▶ _Exercise details_: The entries below are to be returned exactly. Include all of them.

★ ★ ★

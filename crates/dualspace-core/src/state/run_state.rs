use crate::FaultCode;

/// Execution state machine for host-observable progress.
#[derive(Debug, Clone, Copy, PartialEq, Eq, Hash, Default)]
#[cfg_attr(feature = "serde", derive(serde::Deserialize, serde::Serialize))]
pub enum RunState {
    /// Ready to execute the next instruction.
    #[default]
    Running,
    /// A terminal fault stopped the machine; only a reset resumes it.
    Halted(FaultCode),
}

impl RunState {
    /// Returns the fault that halted the machine, if any.
    #[must_use]
    pub const fn halt_cause(self) -> Option<FaultCode> {
        match self {
            Self::Halted(cause) => Some(cause),
            Self::Running => None,
        }
    }

    /// Returns true once the machine has reached its terminal state.
    #[must_use]
    pub const fn is_halted(self) -> bool {
        matches!(self, Self::Halted(_))
    }
}

/// Instruction space the fetch unit reads from.
#[derive(Debug, Clone, Copy, PartialEq, Eq, Hash, Default, strum::Display)]
#[cfg_attr(feature = "serde", derive(serde::Deserialize, serde::Serialize))]
#[strum(serialize_all = "UPPERCASE")]
pub enum ExecutionMode {
    /// Fixed 256-entry program table; PC is a word index.
    #[default]
    Rom,
    /// Mutable memory in 8-byte strides; PC is a byte address divided by 8.
    Ram,
}

impl ExecutionMode {
    /// Maps an instruction's `ram_mode` bit to the space it requests.
    #[must_use]
    pub const fn from_ram_bit(ram_mode: bool) -> Self {
        if ram_mode {
            Self::Ram
        } else {
            Self::Rom
        }
    }
}

#[cfg(test)]
mod tests {
    use super::{ExecutionMode, RunState};
    use crate::FaultCode;

    #[test]
    fn run_state_default_is_running() {
        assert_eq!(RunState::default(), RunState::Running);
        assert!(!RunState::default().is_halted());
    }

    #[test]
    fn halt_cause_reports_only_halted_variant() {
        assert_eq!(RunState::Running.halt_cause(), None);
        assert_eq!(
            RunState::Halted(FaultCode::AddressOutOfRange).halt_cause(),
            Some(FaultCode::AddressOutOfRange)
        );
    }

    #[test]
    fn execution_mode_starts_in_rom_and_follows_ram_bit() {
        assert_eq!(ExecutionMode::default(), ExecutionMode::Rom);
        assert_eq!(ExecutionMode::from_ram_bit(true), ExecutionMode::Ram);
        assert_eq!(ExecutionMode::from_ram_bit(false), ExecutionMode::Rom);
        assert_eq!(ExecutionMode::Ram.to_string(), "RAM");
    }
}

★ ★ ★

▶ _Exercise output_:
filename crates/dualspace-core/src/state/run_state.rs
use crate::FaultCode;

/// Execution state machine for host-observable progress.
#[derive(Debug, Clone, Copy, PartialEq, Eq, Hash, Default)]
#[cfg_attr(feature = "serde", derive(serde::Deserialize, serde::Serialize))]
pub enum RunState {
    /// Ready to execute the next instruction.
    #[default]
    Running,
    /// A terminal fault stopped the machine; only a reset resumes it.
    Halted(FaultCode),
}

impl RunState {
    /// Returns the fault that halted the machine, if any.
    #[must_use]
    pub const fn halt_cause(self) -> Option<FaultCode> {
        match self {
            Self::Halted(cause) => Some(cause),
            Self::Running => None,
        }
    }

    /// Returns true once the machine has reached its terminal state.
    #[must_use]
    pub const fn is_halted(self) -> bool {
        matches!(self, Self::Halted(_))
    }
}

/// Instruction space the fetch unit reads from.
#[derive(Debug, Clone, Copy, PartialEq, Eq, Hash, Default, strum::Display)]
#[cfg_attr(feature = "serde", derive(serde::Deserialize, serde::Serialize))]
#[strum(serialize_all = "UPPERCASE")]
pub enum ExecutionMode {
    /// Fixed 256-entry program table; PC is a word index.
    #[default]
    Rom,
    /// Mutable memory in 8-byte strides; PC is a byte address divided by 8.
    Ram,
}

impl ExecutionMode {
    /// Maps an instruction's `ram_mode` bit to the space it requests.
    #[must_use]
    pub const fn from_ram_bit(ram_mode: bool) -> Self {
        if ram_mode {
            Self::Ram
        } else {
            Self::Rom
        }
    }
}

#[cfg(test)]
mod tests {
    use super::{ExecutionMode, RunState};
    use crate::FaultCode;

    #[test]
    fn run_state_default_is_running() {
        assert_eq!(RunState::default(), RunState::Running);
        assert!(!RunState::default().is_halted());
    }

    #[test]
    fn halt_cause_reports_only_halted_variant() {
        assert_eq!(RunState::Running.halt_cause(), None);
        assert_eq!(
            RunState::Halted(FaultCode::AddressOutOfRange).halt_cause(),
            Some(FaultCode::AddressOutOfRange)
        );
    }

    #[test]
    fn execution_mode_starts_in_rom_and_follows_ram_bit() {
        assert_eq!(ExecutionMode::default(), ExecutionMode::Rom);
        assert_eq!(ExecutionMode::from_ram_bit(true), ExecutionMode::Ram);
        assert_eq!(ExecutionMode::from_ram_bit(false), ExecutionMode::Rom);
        assert_eq!(ExecutionMode::Ram.to_string(), "RAM");
    }
}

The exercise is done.